I eventually found the right one and, surprise, it wasn't empty! =)
Regards,
// Rolf Lampa
 

Re: Fastest TStringList compatible Hashtable?

John Herbster skrev:
Quote
"Rolf Lampa [RIL]" <XXXX@XXXXX.COM>wrote

>>>I don't need the string data in the hashlist which it indexes,
>>>I only need the indexes, and the object property.

Rolf,

Does this problem have unique object values for each string?
Yes. And the strings are unique to. it is actually a title list to a
Mediawiki database, where all titles must be unique (CaseSensitive).
For an example of how, exactly, it will be used, see code far below *.
Quote

>>A hash is not unique to each string. When two strings
>>produce the same hash, that is called a "collision",
>>and the lookup code then performs further lookups to
>>find the correct string.

>>Therefore, hash table lookup requires access to the
>>original strings.

>Ouch... :(

Some programmers believe (some successfully) that unique
128-bit (16-byte) digital digests can be made for each string
of any collection of unique strings. So if your strings much
longer, then you might be able to substitute a check against
a saved digital digest rather than a check against the saved
string.
The average titles byte-length seems to occupy about 18,8 bytes each
(Utf8).
Hm, I wonder how far one could get by storing the strings in an
a/b/c/d/e/f -structure, to some depth, and shortening the leading part
of remnant string.
Regards,
// Rolf Lampa
{ --------------------------------------------------------
Code example demonstrating the use of the hashed index :
-------------------------------------------------------- }
function XmlPageFromDiskByTitle(const aTitle: String): String;
// Returns a page in xml fmt, directly from disk.
var
PageObj: TMediawikiPage;
Locator: TMediawikiPageLocator;
begin
Result := '';
Index := DiskTitles.IndexOf(aTitle); // THashedStringList;
if Index>-1 then
begin
// Locator holds (stream) FromPos & ToPos
Locator := TMediawikiPage( TitleList.Objects[Index] );
// Creates page object and loads the xml data from disk
PageObj := Locator.EnsuredObject;
if PageObj<>nil then
Result := PageObj.AsXml;
end;
end;
 

Re: Fastest TStringList compatible Hashtable?

Matthew Jones skrev:
Quote
I used EZDSL for this sort of thing. ... at
www.boyet.com/FixedArticles/EZDSL.html
Looks interesting. I downloaded it and I will probably try it out.
Regards,
// Rolf Lampa
 

Re: Fastest TStringList compatible Hashtable?

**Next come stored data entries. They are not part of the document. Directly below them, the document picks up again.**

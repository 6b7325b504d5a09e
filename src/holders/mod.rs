//! [Holders](Holder) own an ordered set of [components](crate::components::Component)
//! and hand them back by capability.
//!
//! Application types become holders by embedding a [Holder] and implementing [ComponentHolder].

mod holder;
mod component_holder;

pub use holder::*;
pub use component_holder::*;
use crate::components::{Component, HolderSlot};
use crate::holders::{AnyHolder, ComponentHolder};
use crate::error::BindError;
use std::any::type_name;
use tracing::debug;
use std::rc::Rc;

/// A [Component] that keeps a back-reference to the holder it belongs to.
///
/// `#[derive(Component)]` implements this trait for any type with a `#[holder]` field.
/// The holder type is fixed per component type; binding to any other holder type fails.
pub trait Bindable: Component {
	/// The type of holder this component expects.
	type Holder: ComponentHolder;

	fn holder_slot(&self) -> &HolderSlot<Self::Holder>;

	/// Get the holder this component is bound to.
	fn holder(&self) -> Option<Rc<Self::Holder>> {
		self.holder_slot().get()
	}
}

/// The object-safe side of [Bindable], used by holders to bind components whose
/// concrete type they don't know.
///
/// A component moves from unbound to bound exactly once; bound is terminal.
pub trait BindableComponent: Component {
	/// Bind this component to `holder`.
	///
	/// Fails with [BindError::TypeMismatch] if `holder` is not the expected holder type,
	/// and with [BindError::AlreadyBound] if the component already has a holder.
	fn bind(&self, holder: Rc<dyn AnyHolder>) -> Result<(), BindError>;

	/// Get the holder this component is bound to, as an [AnyHolder].
	fn bound_holder(&self) -> Option<Rc<dyn AnyHolder>>;

	fn is_bound(&self) -> bool;
}

impl<T: Bindable> BindableComponent for T {
	fn bind(&self, holder: Rc<dyn AnyHolder>) -> Result<(), BindError> {
		let result = self.holder_slot().bind(holder);
		match &result {
			Ok(()) => debug!(
				component = type_name::<T>(),
				holder = type_name::<T::Holder>(),
				"Component bound"
			),
			Err(err) => debug!(component = type_name::<T>(), error = %err, "Bind rejected"),
		}
		result
	}

	fn bound_holder(&self) -> Option<Rc<dyn AnyHolder>> {
		Bindable::holder(self).map(|holder| holder as Rc<dyn AnyHolder>)
	}

	fn is_bound(&self) -> bool {
		self.holder_slot().is_bound()
	}
}

#[inline(always)]
pub(crate) fn assert_bound(component: &dyn BindableComponent) {
	#[cfg(not(feature = "debug_only_assertions"))]
	assert!(component.is_bound(), "Component is not bound after a successful bind");

	#[cfg(feature = "debug_only_assertions")]
	debug_assert!(component.is_bound(), "Component is not bound after a successful bind");
}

Nick Hodges (CodeGear) skrev:
Quote
Rolf Lampa [RIL] writes:

>Doesn't seem to be the right one either.

It's far more appropriate than non-tech. ;-)
OK, OK, I got it.
But I got help, and that is what really counts. :b
Regards,
// Rolf Lampa
 

Re: Fastest TStringList compatible Hashtable?

Quote
Hm, I wonder how far one could get by storing the strings in an
a/b/c/d/e/f -structure, to some depth, and shortening the leading part
of remnant string.
You're building a wi-monster or what :P just want to add two options, a
btree would be good (a variant on the a/b/c.., uncomfortable to
implement IMO) or a tclientdataset (not sure if its good in timings),
without the usual index hassles. (fast to load and save with the
standard functions, you can include the hash key)
 

Re: Fastest TStringList compatible Hashtable?

Marius skrev:
Quote
>Hm, I wonder how far one could get by storing the strings in an
>a/b/c/d/e/f -structure, to some depth, and shortening the leading part
>of remnant string.

You're building a wi-monster or what :P
I make a tool for processing Mediawiki xml dumps.
A test example, scanning the English Wikipedia dump (as of
2007-10-09), creating a disk index for the dump I get the following
result, on a 1 CPU, 1.8GHz, 2GB Dell laptop (from the log):
* Done initializing 5654236 locators (time: 00:00:16).
* DiskIndex has 5654236 *titles*, occupying 131593 Kb of memory.
* PageLocators occupy 112557 Kb
(en Wikipedia exposed! =)
Quote
just want to add two options, a
btree would be good (a variant on the a/b/c.., uncomfortable to
implement IMO)
Any hints on a generic implementation for an a/b/c stringlist
structure (where TStringList could be replaced by a descendant)?
I can build my own structure but since it seems to be a farily a
generic concept someone probably has already done it, which would be
even faster than doing it myself (believe it or not). :)
Regards,
// Rolf Lampa
 

Re: Fastest TStringList compatible Hashtable?

Rolf Lampa [RIL] skrev:
Quote
A test example, scanning the English Wikipedia dump (as of 2007-10-09),
Ops, as of 2007-09-08.
// Rolf Lampa
 

Re: Fastest TStringList compatible Hashtable?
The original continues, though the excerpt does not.